ORDINARY patients know that the NHS is not in the best of health. It often feels it is impossible to get an appointment to see your GP, and when you do, it is only a phone consultation; it looks like it is impossible to get into A&E with a string of ambulances queuing outside the door.

So it is good that the new Health Secretary, Therese Coffey, is plainly speaking about these concerns, although it is a measure of how bad things are that she says she is going to have a “laser-like focus on the needs of patients”. What have previous health securities and NHS managers been focussed on – anything but the needs of patients?

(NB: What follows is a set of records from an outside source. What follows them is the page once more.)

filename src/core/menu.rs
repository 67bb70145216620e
use crate::domain::model::{SessionSummary, Student};
use crate::domain::ports::RosterStore;
use crate::utils::error::Result;
use crate::utils::monitor::SessionMonitor;
use crate::utils::validation;
use std::io::{BufRead, Write};

#[derive(Debug, Clone, Copy, PartialEq, Eq)]
pub enum MenuCommand {
    Add,
    Remove,
    View,
    ViewDetails,
    Exit,
}

impl MenuCommand {
    pub fn parse(input: &str) -> Option<Self> {
        match input.trim().to_lowercase().as_str() {
            "add" => Some(Self::Add),
            "remove" => Some(Self::Remove),
            "view" => Some(Self::View),
            "view details" => Some(Self::ViewDetails),
            "exit" => Some(Self::Exit),
            _ => None,
        }
    }

    pub fn label(&self) -> &'static str {
        match self {
            Self::Add => "Add",
            Self::Remove => "Remove",
            Self::View => "View",
            Self::ViewDetails => "View Details",
            Self::Exit => "Exit",
        }
    }
}

/// Console boundary around a [`RosterStore`]: prompts for commands, checks
/// the free-text input and dispatches the four store operations. Generic
/// over the reader and writer so whole sessions can be scripted in tests.
pub struct MenuSession<S: RosterStore, In: BufRead, Out: Write> {
    store: S,
    input: In,
    output: Out,
    monitor: SessionMonitor,
    summary: SessionSummary,
}

impl<S: RosterStore, In: BufRead, Out: Write> MenuSession<S, In, Out> {
    pub fn new(store: S, input: In, output: Out) -> Self {
        Self::new_with_monitoring(store, input, output, false)
    }

    pub fn new_with_monitoring(store: S, input: In, output: Out, monitor_enabled: bool) -> Self {
        Self {
            store,
            input,
            output,
            monitor: SessionMonitor::new(monitor_enabled),
            summary: SessionSummary::default(),
        }
    }

    pub fn store(&self) -> &S {
        &self.store
    }

    pub fn output(&self) -> &Out {
        &self.output
    }

    /// Runs the menu loop until `exit` or end of input. Store errors are
    /// printed and never end the loop; only reader/writer failures do.
    pub fn run(&mut self) -> Result<SessionSummary> {
        writeln!(self.output, "Welcome to the Student Management Console")?;
        writeln!(self.output)?;
        writeln!(self.output, "Options: Add, Remove, View, View Details, Exit")?;

        loop {
            let Some(choice) = self.prompt("\nEnter your choice: ")? else {
                // 輸入結束時視同 exit
                tracing::debug!("Input closed, ending session");
                break;
            };

            let Some(command) = MenuCommand::parse(&choice) else {
                writeln!(self.output, "Invalid choice. Please try again.")?;
                continue;
            };

            tracing::debug!("Handling command: {}", command.label());

            match command {
                MenuCommand::Add => self.handle_add()?,
                MenuCommand::Remove => self.handle_remove()?,
                MenuCommand::View => self.handle_view()?,
                MenuCommand::ViewDetails => self.handle_view_details()?,
                MenuCommand::Exit => {
                    writeln!(self.output, "Exiting... Goodbye!")?;
                    break;
                }
            }

            self.summary.commands_processed += 1;
            self.monitor.log_stats(command.label());
        }

        self.monitor.log_final_stats();
        Ok(self.summary.clone())
    }

    fn handle_add(&mut self) -> Result<()> {
        let Some(class_name) = self.prompt_required("Enter class name (e.g., A1): ", "class name")?
        else {
            return Ok(());
        };

        let Some(student_name) = self.prompt_required("Enter student name: ", "student name")?
        else {
            return Ok(());
        };

        let Some(age_input) = self.prompt("Enter student age: ")? else {
            return Ok(());
        };
        let age = match validation::parse_age("student age", &age_input) {
            Ok(age) => age,
            Err(e) => {
                // 年齡無效時中止新增，不改動存儲
                writeln!(self.output, "❌ {}", e)?;
                return Ok(());
            }
        };

        self.store
            .add_student(&class_name, Student::new(student_name, age));
        self.summary.students_added += 1;
        writeln!(self.output, "✅ Student added successfully!")?;
        Ok(())
    }

    fn handle_remove(&mut self) -> Result<()> {
        let Some(class_name) = self.prompt_required("Enter class name (e.g., A1): ", "class name")?
        else {
            return Ok(());
        };

        let Some(student_name) =
            self.prompt_required("Enter student name to remove: ", "student name")?
        else {
            return Ok(());
        };

        match self.store.remove_student(&class_name, &student_name) {
            Ok(removed) => {
                self.summary.students_removed += 1;
                writeln!(
                    self.output,
                    "✅ Removed {}, Age: {} from {} class",
                    removed.name, removed.age, class_name
                )?;
            }
            Err(e) => writeln!(self.output, "❌ {}", e)?,
        }
        Ok(())
    }

    fn handle_view(&mut self) -> Result<()> {
        let Some(class_name) = self.prompt_required("Enter class name (e.g., A1): ", "class name")?
        else {
            return Ok(());
        };

        match self.store.students_by_class(&class_name) {
            Ok(students) if students.is_empty() => {
                writeln!(self.output, "No students found in this class.")?;
            }
            Ok(students) => {
                writeln!(self.output, "Students in {}:", class_name)?;
                for student in students {
                    writeln!(self.output, "- {}, Age: {}", student.name, student.age)?;
                }
            }
            Err(e) => writeln!(self.output, "❌ {}", e)?,
        }
        Ok(())
    }

    fn handle_view_details(&mut self) -> Result<()> {
        let Some(class_name) = self.prompt_required("Enter class name (e.g., A1): ", "class name")?
        else {
            return Ok(());
        };

        let Some(student_name) = self.prompt_required("Enter student name: ", "student name")?
        else {
            return Ok(());
        };

        match self.store.student_by_name(&class_name, &student_name) {
            Ok(student) => {
                writeln!(
                    self.output,
                    "Student Details: {}, Age: {}",
                    student.name, student.age
                )?;
            }
            Err(e) => writeln!(self.output, "❌ {}", e)?,
        }
        Ok(())
    }

    /// Writes the prompt label and reads one trimmed line. `None` means the
    /// input reached end of file.
    fn prompt(&mut self, label: &str) -> Result<Option<String>> {
        write!(self.output, "{}", label)?;
        self.output.flush()?;

        let mut line = String::new();
        if self.input.read_line(&mut line)? == 0 {
            return Ok(None);
        }
        Ok(Some(line.trim().to_string()))
    }

    /// Prompts for a value that must be non-empty; prints the invalid-input
    /// message and yields `None` when the check fails or input ends.
    fn prompt_required(&mut self, label: &str, field: &str) -> Result<Option<String>> {
        let Some(value) = self.prompt(label)? else {
            return Ok(None);
        };

        if let Err(e) = validation::require_non_empty(field, &value) {
            writeln!(self.output, "❌ {}", e)?;
            return Ok(None);
        }
        Ok(Some(value))
    }
}
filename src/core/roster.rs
use crate::domain::model::Student;
use crate::domain::ports::RosterStore;
use crate::utils::error::{Result, RosterError};
use std::collections::HashMap;

/// In-memory roster keyed by class name.
///
/// A class key is created by the first add and never removed afterwards, so a
/// class that has lost all of its students still answers with an empty list
/// rather than `ClassNotFound`. Students keep insertion order within a class,
/// and removal takes exactly the first case-insensitive name match.
#[derive(Debug, Default)]
pub struct InMemoryRoster {
    classes: HashMap<String, Vec<Student>>,
}

impl InMemoryRoster {
    pub fn new() -> Self {
        Self::default()
    }
}

impl RosterStore for InMemoryRoster {
    fn add_student(&mut self, class_name: &str, student: Student) {
        tracing::debug!(
            "Adding {} (age {}) to class {}",
            student.name,
            student.age,
            class_name
        );
        self.classes
            .entry(class_name.to_string())
            .or_default()
            .push(student);
    }

    fn students_by_class(&self, class_name: &str) -> Result<&[Student]> {
        self.classes
            .get(class_name)
            .map(Vec::as_slice)
            .ok_or_else(|| RosterError::ClassNotFound {
                class: class_name.to_string(),
            })
    }

    fn student_by_name(&self, class_name: &str, student_name: &str) -> Result<&Student> {
        let students = self.students_by_class(class_name)?;

        let needle = student_name.to_lowercase();
        students
            .iter()
            .find(|s| s.name.to_lowercase() == needle)
            .ok_or_else(|| RosterError::StudentNotFound {
                class: class_name.to_string(),
                name: student_name.to_string(),
            })
    }

    fn remove_student(&mut self, class_name: &str, student_name: &str) -> Result<Student> {
        let students =
            self.classes
                .get_mut(class_name)
                .ok_or_else(|| RosterError::ClassNotFound {
                    class: class_name.to_string(),
                })?;

        // 只移除第一個匹配的學生，後面的同名學生保持原位
        let needle = student_name.to_lowercase();
        let index = students
            .iter()
            .position(|s| s.name.to_lowercase() == needle)
            .ok_or_else(|| RosterError::StudentNotFound {
                class: class_name.to_string(),
                name: student_name.to_string(),
            })?;

        let removed = students.remove(index);
        tracing::debug!("Removed {} from class {}", removed.name, class_name);
        Ok(removed)
    }
}
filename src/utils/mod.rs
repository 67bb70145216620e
pub mod error;
pub mod logger;
pub mod monitor;
pub mod validation;
use thiserror::Error;

#[derive(Error, Debug)]
pub enum RosterError {
    #[error("{class} class is not found in the system")]
    ClassNotFound { class: String },

    #[error("{name} not found in {class} class")]
    StudentNotFound { class: String, name: String },

    #[error("Invalid {field} input")]
    InvalidInput { field: String },

    #[error("IO error: {0}")]
    IoError(#[from] std::io::Error),
}

pub type Result<T> = std::result::Result<T, RosterError>;
#[cfg(feature = "cli")]
use clap::Parser;
#[cfg(feature = "cli")]
use serde::{Deserialize, Serialize};

#[cfg(feature = "cli")]
#[derive(Debug, Clone, Serialize, Deserialize, Parser)]
#[command(name = "small-roster")]
#[command(about = "A console based student roster manager")]
pub struct CliConfig {
    #[arg(long, help = "Enable verbose output")]
    pub verbose: bool,

    #[arg(long, help = "Log session resource stats after each command")]
    pub monitor: bool,
}
use clap::Parser;
use small_roster::utils::logger;
use small_roster::{CliConfig, InMemoryRoster, MenuSession};
use std::io;

fn main() -> Result<(), Box<dyn std::error::Error>> {
    let config = CliConfig::parse();

    // 初始化日誌
    logger::init_cli_logger(config.verbose);

    tracing::info!("Starting small-roster CLI");
    if config.verbose {
        tracing::debug!("CLI config: {:?}", config);
    }

    let monitor_enabled = config.monitor;
    if monitor_enabled {
        tracing::info!("🔍 Session monitoring enabled");
    }

    // 創建存儲和選單會話
    let store = InMemoryRoster::new();
    let stdin = io::stdin();
    let mut session =
        MenuSession::new_with_monitoring(store, stdin.lock(), io::stdout(), monitor_enabled);

    match session.run() {
        Ok(summary) => {
            tracing::info!(
                "✅ Session finished: {} commands, {} students added, {} removed",
                summary.commands_processed,
                summary.students_added,
                summary.students_removed
            );
        }
        Err(e) => {
            tracing::error!("❌ Menu session failed: {}", e);
            eprintln!("❌ {}", e);
            std::process::exit(1);
        }
    }

    Ok(())
}
// Domain layer: core models and ports (interfaces). No external dependencies beyond std/serde when needed.

pub mod model;
pub mod ports;
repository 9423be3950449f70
/// Cover image resolution
///
/// The catalog's own thumbnails are low resolution, so an ISBN-keyed cover
/// service is tried first and the catalog image links are the fallback.
use crate::models::CatalogItem;

const ISBN_13: &str = "ISBN_13";
const ISBN_10: &str = "ISBN_10";

/// Picks the ISBN used for cover lookups: ISBN-13 when present, else ISBN-10
pub fn preferred_isbn(item: &CatalogItem) -> Option<&str> {
    let identifiers = item.industry_identifiers();
    let find = |kind: &str| {
        identifiers
            .iter()
            .find(|id| id.kind == kind)
            .map(|id| id.identifier.as_str())
            .filter(|isbn| !isbn.is_empty())
    };

    find(ISBN_13).or_else(|| find(ISBN_10))
}

/// Large cover image URL for an ISBN
pub fn isbn_cover_url(cover_base_url: &str, isbn: &str) -> String {
    format!("{}/b/isbn/{}-L.jpg", cover_base_url.trim_end_matches('/'), isbn)
}

/// Best available cover image: ISBN cover, then thumbnail, then small thumbnail
pub fn resolve_cover(item: &CatalogItem, cover_base_url: &str) -> Option<String> {
    if let Some(isbn) = preferred_isbn(item) {
        return Some(isbn_cover_url(cover_base_url, isbn));
    }

    let links = item.image_links()?;
    links
        .thumbnail
        .clone()
        .or_else(|| links.small_thumbnail.clone())
}
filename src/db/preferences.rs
use sqlx::PgPool;
use uuid::Uuid;

use crate::{error::AppResult, models::PreferenceSet};

#[derive(Debug, sqlx::FromRow)]
struct PreferencesRow {
    genres: Vec<String>,
    moods: Vec<String>,
    tropes: Vec<String>,
    representation: Vec<String>,
    authors: Vec<String>,
    formats: Vec<String>,
}

impl From<PreferencesRow> for PreferenceSet {
    fn from(row: PreferencesRow) -> Self {
        PreferenceSet {
            genres: row.genres,
            moods: row.moods,
            tropes: row.tropes,
            representation: row.representation,
            authors: row.authors,
            formats: row.formats,
        }
    }
}

/// Access to the `user_preferences` table
#[derive(Clone)]
pub struct PreferencesRepository {
    pool: PgPool,
}

impl PreferencesRepository {
    pub fn new(pool: PgPool) -> Self {
        Self { pool }
    }

    /// Stored preferences, `None` if the user never saved any
    pub async fn get_user_preferences(&self, user_id: Uuid) -> AppResult<Option<PreferenceSet>> {
        let row = sqlx::query_as::<_, PreferencesRow>(
            r#"
            SELECT genres, moods, tropes, representation, authors, formats
            FROM user_preferences
            WHERE user_id = $1
            "#,
        )
        .bind(user_id)
        .fetch_optional(&self.pool)
        .await?;

        Ok(row.map(PreferenceSet::from))
    }

    /// Replaces the user's stored preferences
    pub async fn upsert_user_preferences(&self, user_id: Uuid, prefs: &PreferenceSet) -> AppResult<()> {
        sqlx::query(
            r#"
            INSERT INTO user_preferences
                (user_id, genres, moods, tropes, representation, authors, formats)
            VALUES ($1, $2, $3, $4, $5, $6, $7)
            ON CONFLICT (user_id) DO UPDATE SET
                genres = EXCLUDED.genres,
                moods = EXCLUDED.moods,
                tropes = EXCLUDED.tropes,
                representation = EXCLUDED.representation,
                authors = EXCLUDED.authors,
                formats = EXCLUDED.formats
            "#,
        )
        .bind(user_id)
        .bind(&prefs.genres)
        .bind(&prefs.moods)
        .bind(&prefs.tropes)
        .bind(&prefs.representation)
        .bind(&prefs.authors)
        .bind(&prefs.formats)
        .execute(&self.pool)
        .await?;

        tracing::info!(user_id = %user_id, genres = prefs.genres.len(), "Preferences saved");

        Ok(())
    }
}

#[cfg(test)]
mod tests {
    use super::*;

    #[test]
    fn test_row_conversion_keeps_order() {
        let row = PreferencesRow {
            genres: vec!["Romance".into(), "Fantasy".into()],
            moods: vec![],
            tropes: vec!["Fake Dating".into()],
            representation: vec![],
            authors: vec![],
            formats: vec!["Series".into()],
        };

        let prefs = PreferenceSet::from(row);
        assert_eq!(prefs.genres, vec!["Romance", "Fantasy"]);
        assert_eq!(prefs.tropes, vec!["Fake Dating"]);
        assert!(prefs.moods.is_empty());
        assert_eq!(prefs.formats, vec!["Series"]);
    }
}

But beside a £500m pot to get patients out of hospital, Ms Coffey is not throwing much money at the backlog. Instead, she is setting more and more targets and she is publishing more and more league tables when really what the NHS, and social care, needs is more and more staff.

Yes, giving pharmacists a greater involvement and, yes, installing a new telephone system are sensible moves, but are they really likely to increase the NHS’ capacity on a scale that is needed when 3.9m are waiting more than two weeks to see a GP.

It is a long term fix, including why we do not recruit and train enough doctors and nurses of our own, that is needed, not more short term targets that will change when the next health secretary comes along and looks for something else to focus on.

The patient is sick, and these sticking plasters are not going to make it miraculously recover.